**Required action**
Once you find the line with "(or a final" in the entries below, return exactly every line from it through the line with "length (u16), value.".

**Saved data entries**

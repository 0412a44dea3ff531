//! Binary frame decoding.
//!
//! Wire layout of one frame, all integers big-endian:
//!
//! ```text
//! ┌────────────┬───────────────┬─────────────┬──────────┬───────────────┐
//! │ total u32  │ headers u32   │ prelude CRC │ headers  │ payload │ CRC │
//! │            │               │ u32         │ block    │         │ u32 │
//! └────────────┴───────────────┴─────────────┴──────────┴─────────┴─────┘
//!   └──── 8-byte prelude ────┘
//! ```
//!
//! `total` counts the whole frame including both checksums, so
//! `payload = total - 8 - 4 - headers - 4` and the decoder can bound every
//! read. Both CRC32 fields are read and discarded without validation,
//! matching the reference behavior; validating them would be an explicit
//! hardening change at the two skip sites below.

use bytes::Bytes;
use std::collections::HashMap;

use crate::transport::ByteCursor;
use crate::Result;

const PRELUDE_LEN: usize = 8;
const CHECKSUM_LEN: usize = 4;
/// Prelude + both checksums: the fixed per-frame overhead.
const FRAME_OVERHEAD: u32 = (PRELUDE_LEN + 2 * CHECKSUM_LEN) as u32;

#[derive(Debug, thiserror::Error)]
pub enum DecodeError {
    /// The prelude promised more bytes than the stream delivered.
    #[error("truncated frame: stream ended inside {section} ({got} of {expected} bytes)")]
    Truncated {
        section: &'static str,
        expected: usize,
        got: usize,
    },

    /// `total_length` is too small to hold the declared header block plus
    /// the fixed overhead; the computed payload length would be negative.
    #[error("malformed frame: total length {total_length} cannot hold {headers_length} header bytes")]
    LengthUnderflow {
        total_length: u32,
        headers_length: u32,
    },

    #[error("malformed header block: {0}")]
    HeaderBlock(String),
}

/// One decoded frame. Frames do not outlive the decode iteration that
/// produced them; the interpreter consumes them immediately.
#[derive(Debug, Clone)]
pub struct Frame {
    pub total_length: u32,
    pub headers: HashMap<String, HeaderValue>,
    pub payload: Bytes,
}

impl Frame {
    /// The `:event-type` header, when present and valid UTF-8.
    pub fn event_type(&self) -> Option<&str> {
        self.headers.get(":event-type").and_then(|v| v.as_str())
    }

    /// The `:message-type` header (`event`, `error`, or `exception`).
    pub fn message_type(&self) -> Option<&str> {
        self.headers.get(":message-type").and_then(|v| v.as_str())
    }
}

/// A header value: the wire type tag plus the raw value bytes. Values are
/// treated as opaque byte strings of the declared length; the tag is kept
/// but not interpreted.
#[derive(Debug, Clone, PartialEq, Eq)]
pub struct HeaderValue {
    pub value_type: u8,
    pub bytes: Bytes,
}

impl HeaderValue {
    pub fn as_str(&self) -> Option<&str> {
        std::str::from_utf8(&self.bytes).ok()
    }
}

/// Decode the next frame from the cursor.
///
/// Returns `Ok(None)` on clean end-of-stream: zero bytes (or a final
/// fragment shorter than a prelude) where a new frame would start. Once a
/// full prelude has been read the frame is committed, and any short read
/// after that point is a [`DecodeError::Truncated`].
pub async fn next_frame(cursor: &mut ByteCursor) -> Result<Option<Frame>> {
    let prelude = cursor.read(PRELUDE_LEN).await?;
    if prelude.len() < PRELUDE_LEN {
        return Ok(None);
    }
    let total_length = u32::from_be_bytes([prelude[0], prelude[1], prelude[2], prelude[3]]);
    let headers_length = u32::from_be_bytes([prelude[4], prelude[5], prelude[6], prelude[7]]);

    // Reject before attempting any read with a wrapped length.
    let Some(payload_length) = total_length
        .checked_sub(FRAME_OVERHEAD)
        .and_then(|n| n.checked_sub(headers_length))
    else {
        return Err(DecodeError::LengthUnderflow {
            total_length,
            headers_length,
        }
        .into());
    };

    read_section(cursor, CHECKSUM_LEN, "prelude checksum").await?;

    let headers = if headers_length > 0 {
        let block = read_section(cursor, headers_length as usize, "header block").await?;
        parse_headers(&block)?
    } else {
        HashMap::new()
    };

    let payload = if payload_length > 0 {
        read_section(cursor, payload_length as usize, "payload").await?
    } else {
        Bytes::new()
    };

    read_section(cursor, CHECKSUM_LEN, "trailing checksum").await?;

    Ok(Some(Frame {
        total_length,
        headers,
        payload,
    }))
}

/// Read exactly `n` bytes of a committed frame; a short read here means the
/// frame promised a length it did not deliver.
async fn read_section(cursor: &mut ByteCursor, n: usize, section: &'static str) -> Result<Bytes> {
    let bytes = cursor.read(n).await?;
    if bytes.len() < n {
        return Err(DecodeError::Truncated {
            section,
            expected: n,
            got: bytes.len(),
        }
        .into());
    }
    Ok(bytes)
}

/// Decode a header block into a header mapping.
///
/// Records are laid out back to back until the block is exhausted:
/// name length (u8), name, value type tag (u8), value length (u16), value.
/// A block that does not divide evenly into this structure is malformed.
/// Pure function of the block bytes; decoding the same block twice yields
/// the same mapping.
pub fn parse_headers(block: &Bytes) -> std::result::Result<HashMap<String, HeaderValue>, DecodeError> {
    let mut headers = HashMap::new();
    let mut pos = 0usize;

    while pos < block.len() {
        let name_len = block[pos] as usize;
        pos += 1;
        let name_end = pos + name_len;
        if name_end > block.len() {
            return Err(DecodeError::HeaderBlock(format!(
                "header name of {} bytes overruns block at offset {}",
                name_len, pos
            )));
        }
        let name = std::str::from_utf8(&block[pos..name_end])
            .map_err(|_| {
                DecodeError::HeaderBlock(format!("header name at offset {} is not UTF-8", pos))
            })?
            .to_string();
        pos = name_end;

        if pos + 3 > block.len() {
            return Err(DecodeError::HeaderBlock(format!(
                "block ends inside value descriptor for header '{}'",
                name
            )));
        }
        let value_type = block[pos];
        let value_len = u16::from_be_bytes([block[pos + 1], block[pos + 2]]) as usize;
        pos += 3;

        let value_end = pos + value_len;
        if value_end > block.len() {
            return Err(DecodeError::HeaderBlock(format!(
                "value of {} bytes for header '{}' overruns block",
                value_len, name
            )));
        }
        headers.insert(
            name,
            HeaderValue {
                value_type,
                bytes: block.slice(pos..value_end),
            },
        );
        pos = value_end;
    }

    Ok(headers)
}
//! Core type definitions: chat messages, decoded model events, and stream
//! outcomes.

pub mod events;
pub mod message;
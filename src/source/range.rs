//! Numeric range generators.

use std::iter::FusedIterator;

use crate::number::Number;
use crate::sequence::Sequence;

/// A lazy, restartable arithmetic progression.
///
/// The end is exclusive. The range ascends when `end >= start` and descends
/// otherwise; the step is always a magnitude (its sign is ignored, and a zero
/// step counts as one). Without an end the range ascends forever, or until
/// the integer type overflows.
///
/// # Examples
///
/// ```rust
/// use lazy_seq::sequence::Sequence;
/// use lazy_seq::source::{range, range_from, Range};
///
/// assert_eq!(range(0, 4).cursor().collect::<Vec<_>>(), vec![0, 1, 2, 3]);
/// assert_eq!(range(3, 0).cursor().collect::<Vec<_>>(), vec![3, 2, 1]);
/// assert_eq!(
///     range(0, 20).with_step(-5).cursor().collect::<Vec<_>>(),
///     vec![0, 5, 10, 15]
/// );
/// assert_eq!(range_from(7_u8).cursor().take(2).collect::<Vec<_>>(), vec![7, 8]);
/// assert_eq!(Range::<i64>::default().cursor().nth(10), Some(10));
/// ```
#[derive(Debug, Clone, Copy, PartialEq)]
pub struct Range<N> {
    start: N,
    end: Option<N>,
    step: N,
}

impl<N: Number> Range<N> {
    /// Creates a range from `start` towards `end` with step one.
    ///
    /// `None` for `end` means positive infinity.
    #[inline]
    pub const fn new(start: N, end: Option<N>) -> Self {
        Self {
            start,
            end,
            step: N::ONE,
        }
    }

    /// Replaces the step, keeping only its magnitude.
    #[inline]
    #[must_use]
    pub fn with_step(self, step: N) -> Self {
        Self {
            step: normalize_step(step),
            ..self
        }
    }

    /// Returns the first value of the range.
    #[inline]
    pub const fn start(&self) -> N {
        self.start
    }

    /// Returns the exclusive end, `None` when unbounded.
    #[inline]
    pub const fn end(&self) -> Option<N> {
        self.end
    }

    /// Returns the step magnitude.
    #[inline]
    pub const fn step(&self) -> N {
        self.step
    }

    /// Returns `true` when the range counts down.
    #[inline]
    pub fn is_descending(&self) -> bool {
        matches!(self.end, Some(end) if end < self.start)
    }
}

impl<N: Number> Default for Range<N> {
    /// The unbounded range `0, 1, 2, ...`.
    fn default() -> Self {
        Self::new(N::ZERO, None)
    }
}

#[inline]
fn normalize_step<N: Number>(step: N) -> N {
    let magnitude = step.magnitude();
    // `!(m > 0)` also catches NaN.
    if magnitude > N::ZERO {
        magnitude
    } else {
        N::ONE
    }
}

/// Creates the range `start, start ± 1, ...` up to, excluding, `end`.
#[inline]
pub const fn range<N: Number>(start: N, end: N) -> Range<N> {
    Range::new(start, Some(end))
}

/// Creates the unbounded ascending range starting at `start`.
#[inline]
pub const fn range_from<N: Number>(start: N) -> Range<N> {
    Range::new(start, None)
}

impl<N: Number> Sequence for Range<N> {
    type Item = N;
    type Cursor<'a>
        = RangeCursor<N>
    where
        Self: 'a;

    fn cursor(&self) -> Self::Cursor<'_> {
        RangeCursor {
            next: Some(self.start),
            end: self.end,
            step: self.step,
            descending: self.is_descending(),
        }
    }
}

/// Cursor over a [`Range`].
///
/// `next` is the two-state machine: `Some` while active, `None` once done.
#[derive(Debug, Clone)]
pub struct RangeCursor<N> {
    next: Option<N>,
    end: Option<N>,
    step: N,
    descending: bool,
}

impl<N: Number> Iterator for RangeCursor<N> {
    type Item = N;

    fn next(&mut self) -> Option<N> {
        let current = self.next?;
        let in_bounds = match self.end {
            None => true,
            Some(end) if self.descending => current > end,
            Some(end) => current < end,
        };
        if !in_bounds {
            self.next = None;
            return None;
        }
        self.next = if self.descending {
            current.checked_sub(self.step)
        } else {
            current.checked_add(self.step)
        };
        Some(current)
    }
}

impl<N: Number> FusedIterator for RangeCursor<N> {}

#[cfg(test)]
mod tests {
    use super::*;
    use rstest::rstest;

    fn collect<N: Number>(range: Range<N>) -> Vec<N> {
        range.cursor().collect()
    }

    #[rstest]
    #[case(range(0, 4), vec![0, 1, 2, 3])]
    #[case(range(2, 5), vec![2, 3, 4])]
    #[case(range(-3, 3), vec![-3, -2, -1, 0, 1, 2])]
    #[case(range(0, 20).with_step(5), vec![0, 5, 10, 15])]
    #[case(range(5, 5), vec![])]
    #[case(range(5, 0).with_step(2), vec![5, 3, 1])]
    #[case(range(0, 3).with_step(0), vec![0, 1, 2])]
    fn test_integer_ranges(#[case] input: Range<i32>, #[case] expected: Vec<i32>) {
        assert_eq!(collect(input), expected);
    }

    #[test]
    fn test_unsigned_descending_stops_at_zero() {
        assert_eq!(collect(range(3_u32, 0)), vec![3, 2, 1]);
        assert_eq!(collect(range(5_u8, 0).with_step(10)), vec![5]);
    }

    #[test]
    fn test_unbounded_range_ends_on_overflow() {
        assert_eq!(collect(range_from(254_u8)), vec![254, 255]);
    }

    #[test]
    fn test_float_range() {
        assert_eq!(collect(range(0.0, 1.0).with_step(0.25)), vec![0.0, 0.25, 0.5, 0.75]);
    }

    #[test]
    fn test_float_nan_step_counts_as_one() {
        assert_eq!(range(0.0, 2.0).with_step(f64::NAN).step(), 1.0);
    }

    #[test]
    fn test_infinite_float_end_is_unbounded() {
        let values: Vec<f64> = range(0.0, f64::INFINITY).cursor().take(3).collect();
        assert_eq!(values, vec![0.0, 1.0, 2.0]);
    }

    #[test]
    fn test_range_is_restartable() {
        let range = range(1, 3);
        assert_eq!(collect(range), collect(range));
        assert!(!range.is_descending());
        assert_eq!(range.start(), 1);
        assert_eq!(range.end(), Some(3));
    }

    #[test]
    fn test_cursor_is_fused() {
        let mut cursor = range(0, 1).cursor();
        assert_eq!(cursor.next(), Some(0));
        assert_eq!(cursor.next(), None);
        assert_eq!(cursor.next(), None);
    }
}
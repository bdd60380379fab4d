//! Left and right folds.

use crate::sequence::Sequence;

use super::reverse::reverse;

/// Folds `source` from the left, seeding the accumulator with its first value.
///
/// Returns `None` for an empty sequence, in which case `function` is never
/// called. A single-value sequence yields that value unchanged.
///
/// # Examples
///
/// ```rust
/// use lazy_seq::consumer::fold;
///
/// assert_eq!(fold(|acc, value| acc - value, vec![10, 3, 2]), Some(5));
/// assert_eq!(fold(|acc: i32, value| acc + value, Vec::<i32>::new()), None);
/// ```
pub fn fold<S, F>(function: F, source: S) -> Option<S::Item>
where
    S: Sequence,
    F: FnMut(S::Item, S::Item) -> S::Item,
{
    let mut cursor = source.cursor();
    let first = cursor.next()?;
    Some(cursor.fold(first, function))
}

/// Folds `source` from the left, starting from `initial`.
///
/// An empty sequence returns `initial`.
///
/// # Examples
///
/// ```rust
/// use lazy_seq::consumer::fold_with;
///
/// let text = fold_with(|acc: String, c| format!("{acc}{c}"), "abc", String::from(">"));
/// assert_eq!(text, ">abc");
/// ```
pub fn fold_with<S, F, R>(function: F, source: S, initial: R) -> R
where
    S: Sequence,
    F: FnMut(R, S::Item) -> R,
{
    source.cursor().fold(initial, function)
}

/// Folds `source` from the right, seeding the accumulator with its last value.
///
/// Equivalent to [`fold`] over [`reverse`]`(source)`: the accumulator is the
/// first argument of `function`. The traversal is iterative, so length is
/// bounded only by memory.
///
/// # Examples
///
/// ```rust
/// use lazy_seq::consumer::fold_right;
///
/// assert_eq!(fold_right(|acc, value| acc - value, vec![2, 3, 10]), Some(5));
/// ```
pub fn fold_right<S, F>(function: F, source: S) -> Option<S::Item>
where
    S: Sequence,
    F: FnMut(S::Item, S::Item) -> S::Item,
{
    fold(function, reverse(source))
}

/// Folds `source` from the right, starting from `initial`.
///
/// Equivalent to [`fold_with`] over [`reverse`]`(source)`.
///
/// # Examples
///
/// ```rust
/// use lazy_seq::consumer::fold_right_with;
///
/// let text = fold_right_with(|acc: String, c| format!("{acc}{c}"), "abc", String::new());
/// assert_eq!(text, "cba");
/// ```
pub fn fold_right_with<S, F, R>(function: F, source: S, initial: R) -> R
where
    S: Sequence,
    F: FnMut(R, S::Item) -> R,
{
    fold_with(function, reverse(source), initial)
}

**Answer box**
/// Returns `Ok(None)` on clean end-of-stream: zero bytes (or a final
/// fragment shorter than a prelude) where a new frame would start. Once a
/// full prelude has been read the frame is committed, and any short read
/// after that point is a [`DecodeError::Truncated`].
pub async fn next_frame(cursor: &mut ByteCursor) -> Result<Option<Frame>> {
    let prelude = cursor.read(PRELUDE_LEN).await?;
    if prelude.len() < PRELUDE_LEN {
        return Ok(None);
    }
    let total_length = u32::from_be_bytes([prelude[0], prelude[1], prelude[2], prelude[3]]);
    let headers_length = u32::from_be_bytes([prelude[4], prelude[5], prelude[6], prelude[7]]);

    // Reject before attempting any read with a wrapped length.
    let Some(payload_length) = total_length
        .checked_sub(FRAME_OVERHEAD)
        .and_then(|n| n.checked_sub(headers_length))
    else {
        return Err(DecodeError::LengthUnderflow {
            total_length,
            headers_length,
        }
        .into());
    };

    read_section(cursor, CHECKSUM_LEN, "prelude checksum").await?;

    let headers = if headers_length > 0 {
        let block = read_section(cursor, headers_length as usize, "header block").await?;
        parse_headers(&block)?
    } else {
        HashMap::new()
    };

    let payload = if payload_length > 0 {
        read_section(cursor, payload_length as usize, "payload").await?
    } else {
        Bytes::new()
    };

    read_section(cursor, CHECKSUM_LEN, "trailing checksum").await?;

    Ok(Some(Frame {
        total_length,
        headers,
        payload,
    }))
}

/// Read exactly `n` bytes of a committed frame; a short read here means the
/// frame promised a length it did not deliver.
async fn read_section(cursor: &mut ByteCursor, n: usize, section: &'static str) -> Result<Bytes> {
    let bytes = cursor.read(n).await?;
    if bytes.len() < n {
        return Err(DecodeError::Truncated {
            section,
            expected: n,
            got: bytes.len(),
        }
        .into());
    }
    Ok(bytes)
}

/// Decode a header block into a header mapping.
///
/// Records are laid out back to back until the block is exhausted:
/// name length (u8), name, value type tag (u8), value length (u16), value.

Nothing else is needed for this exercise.